The unaudited Condensed Consolidated Financial Statements have been prepared in conformity with U.S. generally accepted accounting principles ("GAAP") for interim financial statements and with the instructions to Form 10-Q and Article 10 of Regulation S-X and, therefore, do not include all of the information and footnotes required by U.S. GAAP for complete financial statements. The unaudited Condensed Consolidated Financial Statements include the accounts of IHC and its consolidated subsidiaries. All significant intercompany transactions have been eliminated in consolidation. The preparation of consolidated financial statements in conformity with U.S. GAAP requires management to make estimates and assumptions that affect:  (i) the reported amounts of assets and liabilities and the disclosure of contingent assets and liabilities at the date of the financial statements; and (ii) the reported amounts of revenues and expenses during the reporting period. Actual results could differ from those estimates. IHC’s annual report on Form 10-K as filed with the Securities and Exchange Commission should be read in conjunction with the accompanying unaudited Condensed Consolidated Financial Statements.

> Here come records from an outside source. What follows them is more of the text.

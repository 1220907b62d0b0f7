//! Catalog browsing, the home page and product reviews.

#![allow(clippy::unwrap_used, clippy::indexing_slicing)]

use axum::http::StatusCode;
use serde_json::json;

use boostedlabs_core::ProductCategory;
use boostedlabs_integration_tests::TestApp;

#[tokio::test]
async fn test_category_listings_are_newest_first() {
    let app = TestApp::new();
    let whey = app.product(ProductCategory::Health, "Whey Isolate", "90.00").await;
    let creatine = app.product(ProductCategory::Health, "Creatine", "29.99").await;
    app.product(ProductCategory::Merchandise, "Logo Hoodie", "55.00")
        .await;

    let health = app.get("/products/health", None).await;
    assert_eq!(health.status, StatusCode::OK);
    let names: Vec<&str> = health
        .body
        .as_array()
        .unwrap()
        .iter()
        .map(|p| p["name"].as_str().unwrap())
        .collect();
    assert_eq!(names, ["Creatine", "Whey Isolate"]);
    assert_eq!(health.body[0]["id"], creatine.id.as_i64());
    assert_eq!(health.body[1]["id"], whey.id.as_i64());
    assert_eq!(health.body[0]["category"], "Health");
    assert_eq!(health.body[0]["discounted_price"], "29.99");
    // Provider price ids stay internal
    assert!(health.body[0].get("stripe_price_id").is_none());

    let merch = app.get("/products/merchandise", None).await;
    assert_eq!(merch.body.as_array().unwrap().len(), 1);
    assert_eq!(merch.body[0]["name"], "Logo Hoodie");
}

#[tokio::test]
async fn test_product_detail_with_related_products() {
    let app = TestApp::new();
    let whey = app.product(ProductCategory::Health, "Whey Isolate", "90.00").await;
    for n in 0..5 {
        app.product(ProductCategory::Health, &format!("Bar {n}"), "3.00")
            .await;
    }
    app.product(ProductCategory::Merchandise, "Logo Hoodie", "55.00")
        .await;

    let response = app.get(&format!("/products/{}", whey.id), None).await;

    assert_eq!(response.status, StatusCode::OK);
    assert_eq!(response.body["name"], "Whey Isolate");
    assert!(response.body["reviews"].as_array().unwrap().is_empty());
    let related = response.body["related_products"].as_array().unwrap();
    assert_eq!(related.len(), 4);
    assert!(related.iter().all(|p| p["category"] == "Health"));
    assert!(related.iter().all(|p| p["id"] != whey.id.as_i64()));
}

#[tokio::test]
async fn test_unknown_product_is_not_found() {
    let app = TestApp::new();

    let response = app.get("/products/9999", None).await;
    assert_eq!(response.status, StatusCode::NOT_FOUND);
    assert_eq!(response.error(), "Product not found");

    let stats = app.get("/products/9999/review-stats", None).await;
    assert_eq!(stats.status, StatusCode::NOT_FOUND);

    let review = app
        .post(
            "/products/9999/reviews",
            Some(&TestApp::token(1)),
            &json!({ "rating": 5 }),
        )
        .await;
    assert_eq!(review.status, StatusCode::NOT_FOUND);
}

#[tokio::test]
async fn test_create_review() {
    let app = TestApp::new();
    let whey = app.product(ProductCategory::Health, "Whey Isolate", "90.00").await;

    let response = app
        .post(
            &format!("/products/{}/reviews", whey.id),
            Some(&TestApp::token(7)),
            &json!({ "rating": "4", "comment": "Mixes well" }),
        )
        .await;

    assert_eq!(response.status, StatusCode::CREATED);
    assert_eq!(response.body["rating"], 4);
    assert_eq!(response.body["comment"], "Mixes well");
    assert_eq!(response.body["user_name"], "shopper7");
    assert_eq!(response.body["user_id"], 7);

    let detail = app.get(&format!("/products/{}", whey.id), None).await;
    assert_eq!(detail.body["reviews"].as_array().unwrap().len(), 1);
}

#[tokio::test]
async fn test_review_rating_validation() {
    let app = TestApp::new();
    let whey = app.product(ProductCategory::Health, "Whey Isolate", "90.00").await;
    let uri = format!("/products/{}/reviews", whey.id);
    let token = TestApp::token(1);

    let missing = app
        .post(&uri, Some(&token), &json!({ "comment": "No stars" }))
        .await;
    assert_eq!(missing.status, StatusCode::BAD_REQUEST);
    assert_eq!(missing.error(), "Rating is required");

    for rating in [json!(6), json!(-1), json!("five"), json!(4.5)] {
        let response = app
            .post(&uri, Some(&token), &json!({ "rating": rating }))
            .await;
        assert_eq!(response.status, StatusCode::BAD_REQUEST, "rating {rating}");
        assert_eq!(
            response.error(),
            "Rating must be an integer between 0 and 5"
        );
    }

    let anonymous = app.post(&uri, None, &json!({ "rating": 5 })).await;
    assert_eq!(anonymous.status, StatusCode::UNAUTHORIZED);
}

#[tokio::test]
async fn test_review_stats() {
    let app = TestApp::new();
    let whey = app.product(ProductCategory::Health, "Whey Isolate", "90.00").await;
    let uri = format!("/products/{}/reviews", whey.id);
    for (user, rating) in [(1, 5), (2, 4), (3, 2)] {
        app.post(&uri, Some(&TestApp::token(user)), &json!({ "rating": rating }))
            .await;
    }

    let response = app
        .get(&format!("/products/{}/review-stats", whey.id), None)
        .await;

    assert_eq!(response.status, StatusCode::OK);
    assert_eq!(response.body["total_reviews"], 3);
    assert_eq!(response.body["average_rating"], 3.7);
    assert_eq!(response.body["recommended_percentage"], 66.7);
    assert_eq!(response.body["star_counts"]["5_star"], 1);
    assert_eq!(response.body["star_counts"]["4_star"], 1);
    assert_eq!(response.body["star_counts"]["2_star"], 1);
    assert_eq!(response.body["star_counts"]["1_star"], 0);
}

#[tokio::test]
async fn test_review_stats_without_reviews() {
    let app = TestApp::new();
    let whey = app.product(ProductCategory::Health, "Whey Isolate", "90.00").await;

    let response = app
        .get(&format!("/products/{}/review-stats", whey.id), None)
        .await;

    assert_eq!(response.status, StatusCode::OK);
    assert_eq!(response.body["total_reviews"], 0);
    assert_eq!(response.body["average_rating"], 0.0);
}

#[tokio::test]
async fn test_home_shows_best_sellers_and_best_reviews() {
    let app = TestApp::new();
    let whey = app.product(ProductCategory::Health, "Whey Isolate", "90.00").await;
    let bar = app.product(ProductCategory::Health, "Protein Bar", "3.00").await;
    for n in 0..4 {
        app.product(ProductCategory::Merchandise, &format!("Tee {n}"), "20.00")
            .await;
    }
    app.place_order(1, &bar, 5).await;
    app.place_order(2, &whey, 2).await;

    for (user, rating) in [(1, 3), (2, 5)] {
        app.post(
            &format!("/products/{}/reviews", whey.id),
            Some(&TestApp::token(user)),
            &json!({ "rating": rating }),
        )
        .await;
    }

    let response = app.get("/home", None).await;

    assert_eq!(response.status, StatusCode::OK);
    let products = response.body["products"].as_array().unwrap();
    assert_eq!(products.len(), 4);
    assert_eq!(products[0]["name"], "Protein Bar");
    assert_eq!(products[0]["order_count"], 5);
    assert_eq!(products[1]["name"], "Whey Isolate");
    let reviews = response.body["reviews"].as_array().unwrap();
    assert_eq!(reviews.len(), 2);
    assert_eq!(reviews[0]["rating"], 5);
}

#[tokio::test]
async fn test_health_endpoints() {
    let app = TestApp::new();

    let live = app.get("/health", None).await;
    assert_eq!(live.status, StatusCode::OK);
    assert_eq!(live.body, "ok");

    let ready = app.get("/health/ready", None).await;
    assert_eq!(ready.status, StatusCode::OK);
}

On March 31, 2016, the Company sold Risk Solutions, its managing general underwriter of excess or stop-loss insurance for self-insured employer groups that desire to manage the risk of large medical claims (“Medical Stop-Loss”). In addition, under the purchase and sale agreement, all of the in-force stop-loss business of Standard Security Life and Independence American produced by Risk Solutions is 100% co-insured as of January 1, 2016. IHC’s block of medical stop-loss business is in run-off. The sale of Risk Solutions and exit from the medical stop-loss business represents a strategic shift that will have a major effect on the Company’s operations and financial results. The disposal transaction qualified for reporting as discontinued operations in the first quarter of 2016 as a result of the Board of Directors commitment to a plan for its disposal in January 2016. The assets, liabilities, and related income and expenses associated with the disposal group are presented as discontinued operations in the accompanying condensed consolidated financial statements and Notes thereto. The results of discontinued operations reflect the operations of the disposed MGUs. See Note 3 for more information. The run-off of IHC’s remaining block of medical stop-loss business is in continuing operations.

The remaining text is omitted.